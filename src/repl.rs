use crate::ast::Stmt;
use crate::environment::Environment;
use crate::error::{ErrorKind, ScriptError};
use crate::evaluator::Evaluator;
use crate::runner::parse_source;
use crate::value::Value;
use std::io::{self, Write};

/// Interactive loop over one persistent environment. Input is buffered
/// across lines while it ends inside an unclosed block.
pub fn start() {
    println!("EasyScript v{}", env!("CARGO_PKG_VERSION"));
    println!("Type 'exit' or press Ctrl+D to quit");
    println!();

    let mut evaluator = Evaluator::new();
    let mut env = Environment::new();
    let mut buffer = String::new();

    loop {
        print!("{}", if buffer.is_empty() { "> " } else { ". " });
        if io::stdout().flush().is_err() {
            break;
        }

        let mut line = String::new();
        match io::stdin().read_line(&mut line) {
            Ok(0) => {
                println!();
                break;
            }
            Ok(_) => {
                let trimmed = line.trim();
                if buffer.is_empty() {
                    if trimmed.is_empty() {
                        continue;
                    }
                    if trimmed == "exit" || trimmed == "quit" {
                        println!("Goodbye!");
                        break;
                    }
                }

                buffer.push_str(&line);
                match run_repl_command(&buffer, &mut evaluator, &mut env) {
                    ReplOutcome::Incomplete => continue,
                    ReplOutcome::Done => buffer.clear(),
                }
            }
            Err(error) => {
                eprintln!("Error reading input: {}", error);
                break;
            }
        }
    }
}

#[derive(Debug, PartialEq, Eq)]
enum ReplOutcome {
    Done,
    Incomplete,
}

fn run_repl_command(
    source: &str,
    evaluator: &mut Evaluator,
    env: &mut Environment,
) -> ReplOutcome {
    let program = match parse_source(source) {
        Ok(program) => program,
        Err(error) if is_incomplete(&error, source) => return ReplOutcome::Incomplete,
        Err(error) => {
            error.report(source, "<repl>");
            return ReplOutcome::Done;
        }
    };

    // A lone call statement echoes its result.
    if let [Stmt::Expression { expr, .. }] = program.statements.as_slice() {
        match evaluator.evaluate_expression(expr, env) {
            Ok(Value::Null) => {}
            Ok(value) => println!("{}", value),
            Err(error) => error.report(source, "<repl>"),
        }
        evaluator.flush_output();
        return ReplOutcome::Done;
    }

    if let Err(error) = evaluator.execute_program(&program, env) {
        error.report(source, "<repl>");
    }
    evaluator.flush_output();
    ReplOutcome::Done
}

/// A parse error positioned at end of input means the entry is unfinished.
fn is_incomplete(error: &ScriptError, source: &str) -> bool {
    error.kind == ErrorKind::ParseError && error.span.start >= source.chars().count()
}

#[cfg(test)]
mod tests {
    use super::*;
    use std::cell::RefCell;
    use std::rc::Rc;

    #[test]
    fn open_blocks_are_incomplete() {
        let error = parse_source("if (x > 1)\n  print(x)\n").unwrap_err();
        assert!(is_incomplete(&error, "if (x > 1)\n  print(x)\n"));
    }

    #[test]
    fn misplaced_tokens_are_not_incomplete() {
        let source = "x = )";
        let error = parse_source(source).unwrap_err();
        assert!(!is_incomplete(&error, source));
    }

    #[test]
    fn state_persists_between_entries() {
        let sink = Rc::new(RefCell::new(Vec::new()));
        let mut evaluator = Evaluator::with_output(sink.clone());
        let mut env = Environment::new();

        assert_eq!(run_repl_command("x = 41\n", &mut evaluator, &mut env), ReplOutcome::Done);
        assert_eq!(
            run_repl_command("f inc(n)\n", &mut evaluator, &mut env),
            ReplOutcome::Incomplete
        );
        assert_eq!(
            run_repl_command("f inc(n)\n return n + 1\nendf\n", &mut evaluator, &mut env),
            ReplOutcome::Done
        );
        run_repl_command("print(inc(x))\n", &mut evaluator, &mut env);

        assert_eq!(String::from_utf8(sink.borrow().clone()).unwrap(), "42\n");
    }
}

────────

-- TRY IT --
For every line of the records that has the word "String" in it, make a copy.

-- WRITTEN SOLUTION --
    let mut buffer = String::new();
        let mut line = String::new();
        assert_eq!(String::from_utf8(sink.borrow().clone()).unwrap(), "42\n");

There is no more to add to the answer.